О любви и милосердии
— «Евровидение». Финны поломали формат классическим хард-роком. Мы решили ударить фольклором. Может быть, рок мертв? Почему народ не доверяет отечественным рокерам представлять страну? Или вы сами не хотите?
— Как-то я к «Евровидению» скептически отношусь. Неважно, как они себя называют — рок или фольклор, — но это все попса в основном, живущая по законам шоу-бизнеса. А мы живем, смею надеяться, по другим законам. Что мне там делать, на этом «Евровидении»? Я также себе не представляю ситуацию: на каком-нибудь корпоративе, где народ бухает, а я у трубы вихляю бедрами. Я не могу себе это представить. Потому что мои песни про другое. Что людей мучить на «Евровидении» своими песнями? Они хотят легкого, гламурненького позитива.

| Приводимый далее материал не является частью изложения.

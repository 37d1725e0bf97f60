//! Browser front-end
//!
//! The mock DOM and [`WasmDriver`] build on every target; the
//! `wasm-bindgen` bindings need the `wasm` feature.

#[cfg(feature = "wasm")]
mod browser;
mod dom;
mod driver;

#[cfg(feature = "wasm")]
pub use browser::{init, BrowserCalculator};
pub use dom::{DomElement, DomEvent, MockDom, DISPLAY_ID, ERROR_CLASS, KEYPAD_ID};
pub use driver::WasmDriver;
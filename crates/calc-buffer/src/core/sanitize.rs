//! Symbol normalisation and the character allow-list applied before parsing

use std::borrow::Cow;

use crate::core::{CalcError, CalcResult};

/// Display-style multiplication sign accepted as `*`
pub const TIMES_SIGN: char = '×';
/// Display-style division sign accepted as `/`
pub const DIVISION_SIGN: char = '÷';

/// Replaces `×` and `÷` with their ASCII operators.
///
/// Borrows when there is nothing to replace.
#[must_use]
pub fn normalize(expr: &str) -> Cow<'_, str> {
    if expr.contains([TIMES_SIGN, DIVISION_SIGN]) {
        Cow::Owned(
            expr.chars()
                .map(|ch| match ch {
                    TIMES_SIGN => '*',
                    DIVISION_SIGN => '/',
                    other => other,
                })
                .collect(),
        )
    } else {
        Cow::Borrowed(expr)
    }
}

/// Returns true for digits, `+ - * / ( ) .` and whitespace
#[must_use]
pub fn is_allowed_char(ch: char) -> bool {
    ch.is_ascii_digit() || matches!(ch, '+' | '-' | '*' | '/' | '(' | ')' | '.') || ch.is_whitespace()
}

/// Checks `expr` against the allow-list.
///
/// An empty expression fails as well: there has to be at least one
/// character to evaluate.
pub fn check_allowed(expr: &str) -> CalcResult<()> {
    if expr.is_empty() {
        return Err(CalcError::EmptyExpression);
    }
    match expr.chars().find(|&ch| !is_allowed_char(ch)) {
        Some(ch) => Err(CalcError::DisallowedCharacter(ch)),
        None => Ok(()),
    }
}
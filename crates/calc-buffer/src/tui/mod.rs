//! Terminal front-end
//!
//! One key or mouse event runs one engine operation, then the screen is
//! redrawn.

mod app;
mod input;

pub use app::{run, CalculatorApp, BUTTON_WIDTH, DISPLAY_ROW, KEYPAD_TOP, ORIGIN_X};
pub use input::{key_name, InputHandler, TermAction};
//! calc-term: terminal front-end for calc-buffer
//!
//! ## Usage
//!
//! ```bash
//! calc-term                         # Interactive keypad
//! calc-term --config calc.json      # Custom buffer size and markers
//! calc-term --eval "2+3*4"          # Evaluate once and print the display
//! RUST_LOG=calc_buffer=debug calc-term --eval "5/0"
//! ```

use std::io;
use std::path::PathBuf;
use std::process::ExitCode;

use calc_buffer::config::{ConfigError, EngineConfig};
use calc_buffer::engine::ExpressionEngine;
use calc_buffer::tui::{run, CalculatorApp};
use clap::Parser;
use thiserror::Error;
use tracing_subscriber::EnvFilter;

/// Keypad calculator for the terminal
#[derive(Parser, Debug)]
#[command(name = "calc-term")]
#[command(author, version, about, long_about = None)]
struct Cli {
    /// JSON engine configuration
    #[arg(short, long, env = "CALC_BUFFER_CONFIG")]
    config: Option<PathBuf>,

    /// Evaluate an expression, print the display text and exit
    #[arg(short, long, value_name = "EXPR")]
    eval: Option<String>,

    /// Print the effective configuration as JSON and exit
    #[arg(long)]
    print_config: bool,

    /// Verbosity level (-v, -vv)
    #[arg(short, long, action = clap::ArgAction::Count)]
    verbose: u8,
}

#[derive(Debug, Error)]
enum CliError {
    #[error(transparent)]
    Config(#[from] ConfigError),

    #[error("Terminal error: {0}")]
    Io(#[from] io::Error),
}

fn main() -> ExitCode {
    match run_cli() {
        Ok(()) => ExitCode::SUCCESS,
        Err(e) => {
            eprintln!("Error: {e}");
            ExitCode::FAILURE
        }
    }
}

fn run_cli() -> Result<(), CliError> {
    let cli = Cli::parse();
    init_logging(&cli);

    let config = match &cli.config {
        Some(path) => EngineConfig::load(path)?,
        None => EngineConfig::default(),
    };

    if cli.print_config {
        println!("{}", config.to_json()?);
        return Ok(());
    }

    if let Some(expr) = &cli.eval {
        let mut engine = ExpressionEngine::with_config(config)?;
        let _ = engine.set_expression(expr);
        let _ = engine.evaluate();
        println!("{}", engine.display());
        return Ok(());
    }

    let mut app = CalculatorApp::with_config(config)?;
    run(&mut app)?;
    Ok(())
}

/// Logs go to stderr; `RUST_LOG` overrides the verbosity flags.
///
/// The interactive screen owns the terminal, so it stays silent unless
/// asked otherwise.
fn init_logging(cli: &Cli) {
    let interactive = cli.eval.is_none() && !cli.print_config;
    let default_filter = match (cli.verbose, interactive) {
        (0, true) => "off",
        (0, false) => "warn",
        (1, _) => "calc_buffer=debug",
        _ => "trace",
    };
    let filter =
        EnvFilter::try_from_default_env().unwrap_or_else(|_| EnvFilter::new(default_filter));

    tracing_subscriber::fmt()
        .with_env_filter(filter)
        .with_writer(io::stderr)
        .with_target(false)
        .init();
}
//! calc-buffer: keypad calculator built around an expression buffer
//!
//! The [`engine::ExpressionEngine`] owns the text the user is typing and
//! applies keypad operations to it. Front-ends translate clicks and keys into
//! [`input::KeypadAction`]s and show whatever the engine reports as its
//! display. Evaluation goes through a small recursive-descent parser; nothing
//! is ever handed to a dynamic evaluator.
//!
//! # Example
//!
//! ```rust
//! use calc_buffer::prelude::*;
//!
//! let mut engine = ExpressionEngine::new();
//! for action in [
//!     KeypadAction::Digit(2),
//!     KeypadAction::Operator(Operation::Add),
//!     KeypadAction::Digit(3),
//!     KeypadAction::Operator(Operation::Multiply),
//!     KeypadAction::Digit(4),
//!     KeypadAction::Equals,
//! ] {
//!     let _ = dispatch(&mut engine, action);
//! }
//! assert_eq!(engine.display(), "14");
//!
//! // Failures show the error marker and empty the buffer
//! let _ = engine.set_expression("5/0");
//! let _ = engine.evaluate();
//! assert_eq!(engine.display(), "Error");
//! assert_eq!(engine.expression(), "");
//! ```

#![cfg_attr(
    test,
    allow(
        clippy::unwrap_used,
        clippy::expect_used,
        clippy::panic,
        clippy::float_cmp
    )
)]
#![deny(missing_docs)]
#![deny(missing_debug_implementations)]

pub mod config;
pub mod core;
pub mod driver;
pub mod engine;
pub mod input;

#[cfg(feature = "tui")]
pub mod tui;

/// Browser front-end; the mock DOM builds without the `wasm` feature
pub mod wasm;

/// Prelude for convenient imports
pub mod prelude {
    pub use crate::config::{ConfigError, ConfigResult, EngineConfig};
    pub use crate::core::evaluator::Evaluator;
    pub use crate::core::format::format_number;
    pub use crate::core::parser::{AstNode, Parser, Token, Tokenizer};
    pub use crate::core::{CalcError, CalcResult, Operation};
    pub use crate::driver::CalculatorDriver;
    pub use crate::engine::{EngineState, ExpressionEngine, Outcome};
    pub use crate::input::{dispatch, Keypad, KeypadAction};

    #[cfg(feature = "tui")]
    pub use crate::driver::TuiDriver;

    pub use crate::wasm::{DomElement, DomEvent, MockDom, WasmDriver};
}
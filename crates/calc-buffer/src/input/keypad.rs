//! Keypad layout and click/key resolution

use crate::core::Operation;

/// Actions that keypad buttons and keys can perform
#[derive(Debug, Clone, Copy, PartialEq, Eq)]
pub enum KeypadAction {
    /// Insert a digit (0-9)
    Digit(u8),
    /// Insert a decimal point
    Decimal,
    /// Insert an operator
    Operator(Operation),
    /// Evaluate the expression
    Equals,
    /// Clear the expression
    Clear,
    /// Remove the last character
    Backspace,
}

impl KeypadAction {
    /// Returns the button label for this action
    #[must_use]
    pub fn label(&self) -> String {
        match self {
            Self::Digit(d) => d.to_string(),
            Self::Decimal => ".".to_string(),
            Self::Operator(op) => op.symbol().to_string(),
            Self::Equals => "=".to_string(),
            Self::Clear => "C".to_string(),
            Self::Backspace => "⌫".to_string(),
        }
    }

    /// Resolves a clicked button from its element id and text label.
    ///
    /// The label is checked first for digits, `.` and operators; equals,
    /// clear and backspace match either their id or their label.
    #[must_use]
    pub fn from_click(element_id: &str, label: &str) -> Option<Self> {
        let label = label.trim();
        let mut chars = label.chars();
        if let (Some(ch), None) = (chars.next(), chars.next()) {
            if let Some(d) = ch.to_digit(10) {
                return Some(Self::Digit(d as u8));
            }
            if ch == '.' {
                return Some(Self::Decimal);
            }
            if let Some(op) = Operation::from_char(ch) {
                return Some(Self::Operator(op));
            }
        }

        if element_id == "equals" || label == "=" {
            Some(Self::Equals)
        } else if element_id == "clear" || label.eq_ignore_ascii_case("clear") {
            Some(Self::Clear)
        } else if element_id == "backspace" || label == "⌫" {
            Some(Self::Backspace)
        } else {
            Keypad::new().handle_click(element_id)
        }
    }

    /// Maps a keyboard key name to an action.
    ///
    /// Returns `None` for keys the calculator does not handle; those events
    /// must be left to the host.
    #[must_use]
    pub fn from_key(key: &str, ctrl: bool) -> Option<Self> {
        match key {
            "Enter" | "=" => Some(Self::Equals),
            "Backspace" => Some(Self::Backspace),
            "Escape" => Some(Self::Clear),
            "c" if ctrl => Some(Self::Clear),
            "." => Some(Self::Decimal),
            _ => {
                let mut chars = key.chars();
                let (Some(ch), None) = (chars.next(), chars.next()) else {
                    return None;
                };
                if let Some(d) = ch.to_digit(10) {
                    Some(Self::Digit(d as u8))
                } else {
                    Operation::from_char(ch).map(Self::Operator)
                }
            }
        }
    }
}

/// A single keypad button definition
#[derive(Debug, Clone, PartialEq, Eq)]
pub struct KeypadButtonDef {
    /// The action this button performs
    pub action: KeypadAction,
    /// The DOM element ID for this button
    pub id: String,
    /// Grid row (0-indexed)
    pub row: usize,
    /// Grid column (0-indexed)
    pub col: usize,
}

impl KeypadButtonDef {
    /// Creates a new button definition
    #[must_use]
    pub fn new(action: KeypadAction, row: usize, col: usize) -> Self {
        let id = match action {
            KeypadAction::Digit(d) => format!("btn-{d}"),
            KeypadAction::Decimal => "btn-decimal".to_string(),
            KeypadAction::Operator(op) => format!("btn-{}", op_name(op)),
            KeypadAction::Equals => "equals".to_string(),
            KeypadAction::Clear => "clear".to_string(),
            KeypadAction::Backspace => "backspace".to_string(),
        };
        Self {
            action,
            id,
            row,
            col,
        }
    }
}

/// Name of an operator for element IDs
fn op_name(op: Operation) -> &'static str {
    match op {
        Operation::Add => "plus",
        Operation::Subtract => "minus",
        Operation::Multiply => "times",
        Operation::Divide => "divide",
    }
}

/// Keypad layout
///
/// ```text
/// [ C ] [ ⌫ ] [ / ] [ * ]
/// [ 7 ] [ 8 ] [ 9 ] [ - ]
/// [ 4 ] [ 5 ] [ 6 ] [ + ]
/// [ 1 ] [ 2 ] [ 3 ] [ = ]
/// [ 0 ] [ . ]
/// ```
#[derive(Debug, Clone)]
pub struct Keypad {
    buttons: Vec<KeypadButtonDef>,
    cols: usize,
    rows: usize,
}

impl Default for Keypad {
    fn default() -> Self {
        Self::new()
    }
}

impl Keypad {
    /// Creates the standard keypad
    #[must_use]
    pub fn new() -> Self {
        use KeypadAction::{Backspace, Clear, Decimal, Digit, Equals, Operator};

        let grid: [&[KeypadAction]; 5] = [
            &[
                Clear,
                Backspace,
                Operator(Operation::Divide),
                Operator(Operation::Multiply),
            ],
            &[Digit(7), Digit(8), Digit(9), Operator(Operation::Subtract)],
            &[Digit(4), Digit(5), Digit(6), Operator(Operation::Add)],
            &[Digit(1), Digit(2), Digit(3), Equals],
            &[Digit(0), Decimal],
        ];

        let buttons = grid
            .iter()
            .enumerate()
            .flat_map(|(row, actions)| {
                actions
                    .iter()
                    .enumerate()
                    .map(move |(col, &action)| KeypadButtonDef::new(action, row, col))
            })
            .collect();

        Self {
            buttons,
            cols: 4,
            rows: 5,
        }
    }

    /// Returns the number of buttons
    #[must_use]
    pub fn button_count(&self) -> usize {
        self.buttons.len()
    }

    /// Returns the grid dimensions (rows, cols)
    #[must_use]
    pub fn dimensions(&self) -> (usize, usize) {
        (self.rows, self.cols)
    }

    /// Gets all button definitions
    #[must_use]
    pub fn buttons(&self) -> &[KeypadButtonDef] {
        &self.buttons
    }

    /// Gets a button by row and column
    #[must_use]
    pub fn get_button_at(&self, row: usize, col: usize) -> Option<&KeypadButtonDef> {
        self.buttons.iter().find(|b| b.row == row && b.col == col)
    }

    /// Finds a button by element ID
    #[must_use]
    pub fn find_button_by_id(&self, id: &str) -> Option<&KeypadButtonDef> {
        self.buttons.iter().find(|b| b.id == id)
    }

    /// Finds a button by the action it performs
    #[must_use]
    pub fn find_button_by_action(&self, action: KeypadAction) -> Option<&KeypadButtonDef> {
        self.buttons.iter().find(|b| b.action == action)
    }

    /// Returns the action of the button with `element_id`
    #[must_use]
    pub fn handle_click(&self, element_id: &str) -> Option<KeypadAction> {
        self.find_button_by_id(element_id).map(|btn| btn.action)
    }
}
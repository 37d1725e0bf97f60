//! Driver for the browser page, backed by the mock DOM

use super::dom::{DomEvent, MockDom, DISPLAY_ID, ERROR_CLASS};
use crate::config::{ConfigResult, EngineConfig};
use crate::driver::CalculatorDriver;
use crate::engine::{EngineState, ExpressionEngine};
use crate::input::{dispatch, KeypadAction};

/// Engine wired to a mock DOM the same way the page wires it
#[derive(Debug)]
pub struct WasmDriver {
    engine: ExpressionEngine,
    dom: MockDom,
}

impl Default for WasmDriver {
    fn default() -> Self {
        Self::new()
    }
}

impl WasmDriver {
    /// Creates a driver with the default configuration
    #[must_use]
    pub fn new() -> Self {
        Self::with_engine(ExpressionEngine::new())
    }

    /// Creates a driver with a custom configuration
    pub fn with_config(config: EngineConfig) -> ConfigResult<Self> {
        Ok(Self::with_engine(ExpressionEngine::with_config(config)?))
    }

    /// Creates a driver around an existing engine
    #[must_use]
    pub fn with_engine(engine: ExpressionEngine) -> Self {
        let mut driver = Self {
            engine,
            dom: MockDom::calculator(),
        };
        driver.sync_dom();
        driver
    }

    /// Returns a reference to the engine
    #[must_use]
    pub fn engine(&self) -> &ExpressionEngine {
        &self.engine
    }

    /// Returns a mutable reference to the engine
    pub fn engine_mut(&mut self) -> &mut ExpressionEngine {
        &mut self.engine
    }

    /// Returns a reference to the DOM
    #[must_use]
    pub fn dom(&self) -> &MockDom {
        &self.dom
    }

    /// Returns the display element's text
    #[must_use]
    pub fn display_element_text(&self) -> Option<&str> {
        self.dom.get_element_text(DISPLAY_ID)
    }

    /// Returns true if the display carries the error class
    #[must_use]
    pub fn display_shows_error(&self) -> bool {
        self.dom
            .get_element(DISPLAY_ID)
            .is_some_and(|e| e.has_class(ERROR_CLASS))
    }

    fn apply(&mut self, action: Option<KeypadAction>) -> bool {
        let Some(action) = action else {
            return false;
        };
        if dispatch(&mut self.engine, action).is_updated() {
            self.sync_dom();
        }
        true
    }

    /// Copies the engine display into the DOM
    fn sync_dom(&mut self) {
        let text = self.engine.display().to_string();
        let is_error = self.engine.state() == EngineState::Error;
        if let Some(display) = self.dom.get_element_mut(DISPLAY_ID) {
            display.set_text(&text);
            if is_error {
                display.add_class(ERROR_CLASS);
            } else {
                display.remove_class(ERROR_CLASS);
            }
        }
    }
}

impl CalculatorDriver for WasmDriver {
    fn press_key(&mut self, key: &str, ctrl: bool) -> bool {
        self.dom
            .dispatch_event(DomEvent::key_press_with_ctrl(key, ctrl));
        self.apply(KeypadAction::from_key(key, ctrl))
    }

    fn click(&mut self, element_id: &str) -> bool {
        let Some(label) = self.dom.get_element_text(element_id).map(str::to_string) else {
            return false;
        };
        self.dom.dispatch_event(DomEvent::click(element_id));
        self.apply(KeypadAction::from_click(element_id, &label))
    }

    fn display(&self) -> String {
        self.display_element_text().unwrap_or_default().to_string()
    }

    fn expression(&self) -> String {
        self.engine.expression().to_string()
    }
}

— Что думаете о Pussy Riot?
— Именно потому, что я православный человек, считаю, что Pussy Riot, этих девчонок, надо срочно выпускать из застенков. Это мое мнение верующего человека. Потому что любовь и милосердие — это и есть христианство. Я настаиваю на этом. Как-то был такой же случай: украинская феминистская группа забрались как-то на храм Святой Софии, на колокольню. И там тоже плясали. Священники, конечно, осудили этот поступок. Но никому в голову не пришло требовать, чтобы их сожгли на костре. Потому что это не христианство уже — это политика. Кстати, после этого случая доброты количество прихожан в украинских храмах увеличилось.
— Ну и напоследок. В вашем плотном гастрольном графике остается время на рисование? Ведь вы по профессии художник?
— Впервые за тридцать лет с тех пор, как окончил Худграф, я неделю назад написал три работы маслом. Как-то захотелось. Я написал пейзаж и портрет. И еще что-то.
«Молодец, Юрка, сильно сделано!»
В юности отец Юлиан Сосфенович часто называл Юру маменькиным сынком. Он не обижался, ведь именно мама Фания Акрамовна привила ему любовь к прекрасному. Благодаря ей он поступил учиться на художника. Поначалу мама не слишком приветствовала увлечение сына музыкой, но после песни «Не стреляй», которая заняла первое место на конкурсе (который, кстати, проводила «Комсомолка»), она изменила свое мнение. Ну и папа пошутил-пошутил да перестал. Слушает альбомы сына и резюмирует: «Молодец, Юрка, сильно сделано!»
Недолгое счастье
Они познакомились весной 1983 года в Уфе: ей было всего 17, и она мечтала стать актрисой. Эльмира Бикбова без памяти влюбилась в худого очкарика Юру Шевчука, который пел и играл на гитаре в группе со странным названием «ДДТ». Когда перебрался в Питер, Эля поехала следом. В 1987 году она родила Петра. Но их счастье было недолгим. В 24 года Эля умерла от рака. Юра сделал все возможное: доставал лекарства из-за границы, жену оперировали лучшие онкологи, но спасти ее не удалось. Шевчук так и не смог смириться с утратой. До сих пор пребывает в статусе вдовца. На последнем уфимском концерте в 2011 году Шевчук пел «Когда ты была здесь» и украдкой смахивал слезы.
Сына воспитывает без сантиментов
Сегодня сыну Шевчука Петру уже 25 лет. У музыканта есть еще и младший сын Федор, который родился в 1997 году от актрисы Марьяны Полтевой (сейчас он живет с мамой в Австрии). А Петр снимает квартиру в Питере. На собственную пока не заработал. Сына Шевчук воспитал без сантиментов, отдал в Кронштадтский кадетский корпус. Правда, военным Петр так и не стал — увлекся компьютерами. Папа в шутку называет его «придаток к «Эппл».